La Sécurité de l'Emploi

La semaine a été pourrie. Les élèves étaient survoltés, énervés et énervants. J'aurais dû me douter qu'il y avait du lourd dès lundi, quand deux élèves de 4A se sont mises à faire une partie de UNO pendant le cours. J'aurais dû me douter que ça n'allait pas être facile dès mardi, quand j'ai dû virer et coller quatre élèves en 3A parce qu'ils n'avaient pas leurs affaires et ne bossaient pas. On les abandonne une semaine et ils vous le font payer, ces sales gosses... J'aurais dû m'en douter.

Pourtant, mardi, y a eu un petit rayon de soleil. Une élève de troisième qui est venue me voir à la fin du cours pour me demander les références d'un livre, et qui m'a dit que l'an dernier, elle n'aimait pas l'anglais... mais que cette année, elle aimait bien... c'est rien... mais ça m'a fait plaisir...

Et puis hier, ça a été le point d'orgue.

Hier je me suis fait agresser par un élève.

Un incident. Une banalité qui a dégénéré. Un élève qui ne veut pas sortir, et qui s'énerve. Qui se lève. Et qui m'a mis un coup de boule.

Je n'ai rien. A peine un petit bleu à l'arcade, difficilement visible. J'ai esquivé le coup, sauvant mon nez et mes lunettes. Mais le geste demeure. Un geste d'une rare violence, un geste qui n'a pas lieu d'être. Un élève, un troisième, qui a levé la main sur un professeur. Même remplaçant. Même qui n'a pas la formation. ça ne devrait pas exister.

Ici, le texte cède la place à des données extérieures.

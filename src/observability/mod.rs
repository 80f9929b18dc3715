//! Tracing spans for the boot sequence and an optional subscriber setup.
//!
//! Enable the `subscriber` feature for a ready-made `fmt` subscriber:
//!
//! ```toml
//! modhost = { version = "0.1", features = ["subscriber"] }
//! ```

mod spans;

pub use spans::{SpanContext, Stage, StageSpan, navigate_span};

/// Installs a global `fmt` subscriber. `RUST_LOG` takes precedence over
/// `default_filter`.
#[cfg(feature = "subscriber")]
pub fn init_tracing(default_filter: &str) -> crate::Result<()> {
    use tracing_subscriber::EnvFilter;

    let filter = EnvFilter::try_from_default_env().unwrap_or_else(|_| EnvFilter::new(default_filter));
    tracing_subscriber::fmt()
        .with_env_filter(filter)
        .try_init()
        .map_err(|e| crate::Error::Config(format!("tracing subscriber: {e}")))
}
//! Existence probes for individual plugin names.

use std::collections::{HashMap, HashSet};
use std::sync::Arc;
use std::time::Duration;

use async_trait::async_trait;
use tokio::sync::RwLock;
use tokio_util::sync::CancellationToken;

use crate::plugins::PluginKind;
use crate::transport::Transport;

#[async_trait]
pub trait Prober: Send + Sync {
    /// `false` on absence, error or cancellation.
    async fn exists(&self, kind: PluginKind, name: &str, cancel: &CancellationToken) -> bool;
}

/// Checks plugin artifacts through a [`Transport`]. A service exists when
/// its script does; a module needs both script and template.
pub struct ArtifactProber {
    transport: Arc<dyn Transport>,
}

impl ArtifactProber {
    pub fn new(transport: Arc<dyn Transport>) -> Self {
        Self { transport }
    }
}

#[async_trait]
impl Prober for ArtifactProber {
    async fn exists(&self, kind: PluginKind, name: &str, cancel: &CancellationToken) -> bool {
        let script = kind.script_path(name);
        match kind.template_path(name) {
            None => self.transport.exists(&script, cancel).await,
            Some(template) => {
                let (has_script, has_template) = futures::join!(
                    self.transport.exists(&script, cancel),
                    self.transport.exists(&template, cancel)
                );
                has_script && has_template
            }
        }
    }
}

/// Prober with a fixed answer per name and optional artificial latency.
#[derive(Debug, Default)]
pub struct ScriptedProber {
    present: RwLock<HashSet<(PluginKind, String)>>,
    delays: HashMap<(PluginKind, String), Duration>,
    calls: RwLock<Vec<(PluginKind, String)>>,
}

impl ScriptedProber {
    pub fn new() -> Self {
        Self::default()
    }

    pub fn with_present(mut self, kind: PluginKind, names: &[&str]) -> Self {
        self.present
            .get_mut()
            .extend(names.iter().map(|n| (kind, n.to_string())));
        self
    }

    /// The probe for `name` answers only after `delay` unless cancelled.
    pub fn with_delay(mut self, kind: PluginKind, name: &str, delay: Duration) -> Self {
        self.delays.insert((kind, name.to_string()), delay);
        self
    }

    pub async fn set_present(&self, kind: PluginKind, name: &str, present: bool) {
        let mut set = self.present.write().await;
        if present {
            set.insert((kind, name.to_string()));
        } else {
            set.remove(&(kind, name.to_string()));
        }
    }

    pub async fn calls(&self) -> Vec<(PluginKind, String)> {
        self.calls.read().await.clone()
    }

    pub async fn call_count(&self) -> usize {
        self.calls.read().await.len()
    }
}

#[async_trait]
impl Prober for ScriptedProber {
    async fn exists(&self, kind: PluginKind, name: &str, cancel: &CancellationToken) -> bool {
        let key = (kind, name.to_string());
        self.calls.write().await.push(key.clone());

        if let Some(delay) = self.delays.get(&key) {
            tokio::select! {
                biased;
                _ = cancel.cancelled() => return false,
                _ = tokio::time::sleep(*delay) => {}
            }
        }
        !cancel.is_cancelled() && self.present.read().await.contains(&key)
    }
}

Je sais qu'il ne peut plus me faire de mal. Qu'il ne pourra plus m'approcher jusqu'au conseil de discipline, et que, même ensuite, je ne le reverrai plus. Parce que c'est un enfant placé, et qu'il sera changé de foyer d'accueil, envoyé ailleurs, sans doute encore plus loin de sa banlieue parisienne natale. Je sais tout ça. Mais le choc demeure. Les insultes, les menaces. Une certaine angoisse. Une grosse incompréhension. ça n'aurait pas dû se produire. Jamais. Il ne faut pas que ça se reproduise. Jamais.

Ce gars-là, il est arrivé en cours d'année. Un grand dadais. Poli. Pas désagréable. Un peu paumé, mais avec un projet professionnel. Y avait de l'espoir pour lui. Et puis on lui a fait miroiter des choses. Des choses qu'il n'avait pas la possibilité d'atteindre. Et il a fini par s'en rendre compte. Et ça a dégénéré.

Je n'accuse personne de ce qui s'est passé, que lui. Je ne sais même pas si je lui en veux. Je suppose que j'ai eu mes torts dans l'altercation. Mais ça n'aurait jamais dû en arriver là. Jamais.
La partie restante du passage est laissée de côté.